▸ Problem to solve
The whole of the data is to be returned without a single change.

▸ Given data
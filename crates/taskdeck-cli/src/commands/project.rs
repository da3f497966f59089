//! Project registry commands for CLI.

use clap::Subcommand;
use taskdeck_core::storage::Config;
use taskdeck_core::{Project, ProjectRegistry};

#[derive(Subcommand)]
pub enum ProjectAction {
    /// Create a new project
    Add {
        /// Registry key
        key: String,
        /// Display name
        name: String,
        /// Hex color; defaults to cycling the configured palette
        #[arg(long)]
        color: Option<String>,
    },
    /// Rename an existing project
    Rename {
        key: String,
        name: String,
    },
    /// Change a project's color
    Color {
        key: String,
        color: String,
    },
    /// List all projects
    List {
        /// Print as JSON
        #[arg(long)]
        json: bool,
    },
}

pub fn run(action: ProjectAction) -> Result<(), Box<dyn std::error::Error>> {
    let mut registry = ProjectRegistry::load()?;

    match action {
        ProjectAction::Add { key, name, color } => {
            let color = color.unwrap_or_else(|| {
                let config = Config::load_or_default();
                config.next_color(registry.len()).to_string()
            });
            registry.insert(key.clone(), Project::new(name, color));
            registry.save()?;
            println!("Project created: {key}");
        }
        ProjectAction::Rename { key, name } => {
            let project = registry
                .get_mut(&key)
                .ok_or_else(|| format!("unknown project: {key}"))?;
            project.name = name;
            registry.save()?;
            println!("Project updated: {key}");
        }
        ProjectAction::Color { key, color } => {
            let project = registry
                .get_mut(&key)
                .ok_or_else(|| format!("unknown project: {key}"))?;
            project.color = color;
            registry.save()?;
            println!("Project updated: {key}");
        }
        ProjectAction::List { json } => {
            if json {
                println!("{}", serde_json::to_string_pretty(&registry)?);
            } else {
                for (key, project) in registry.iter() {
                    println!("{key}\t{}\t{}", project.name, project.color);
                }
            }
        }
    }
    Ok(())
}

▸ Solution
filename crates/taskdeck-cli/src/commands/project.rs
repository da3f497966f59089
//! Project registry commands for CLI.

use clap::Subcommand;
use taskdeck_core::storage::Config;
use taskdeck_core::{Project, ProjectRegistry};

#[derive(Subcommand)]
pub enum ProjectAction {
    /// Create a new project
    Add {
        /// Registry key
        key: String,
        /// Display name
        name: String,
        /// Hex color; defaults to cycling the configured palette
        #[arg(long)]
        color: Option<String>,
    },
    /// Rename an existing project
    Rename {
        key: String,
        name: String,
    },
    /// Change a project's color
    Color {
        key: String,
        color: String,
    },
    /// List all projects
    List {
        /// Print as JSON
        #[arg(long)]
        json: bool,
    },
}

pub fn run(action: ProjectAction) -> Result<(), Box<dyn std::error::Error>> {
    let mut registry = ProjectRegistry::load()?;

    match action {
        ProjectAction::Add { key, name, color } => {
            let color = color.unwrap_or_else(|| {
                let config = Config::load_or_default();
                config.next_color(registry.len()).to_string()
            });
            registry.insert(key.clone(), Project::new(name, color));
            registry.save()?;
            println!("Project created: {key}");
        }
        ProjectAction::Rename { key, name } => {
            let project = registry
                .get_mut(&key)
                .ok_or_else(|| format!("unknown project: {key}"))?;
            project.name = name;
            registry.save()?;
            println!("Project updated: {key}");
        }
        ProjectAction::Color { key, color } => {
            let project = registry
                .get_mut(&key)
                .ok_or_else(|| format!("unknown project: {key}"))?;
            project.color = color;
            registry.save()?;
            println!("Project updated: {key}");
        }
        ProjectAction::List { json } => {
            if json {
                println!("{}", serde_json::to_string_pretty(&registry)?);
            } else {
                for (key, project) in registry.iter() {
                    println!("{key}\t{}\t{}", project.name, project.color);
                }
            }
        }
    }
    Ok(())
}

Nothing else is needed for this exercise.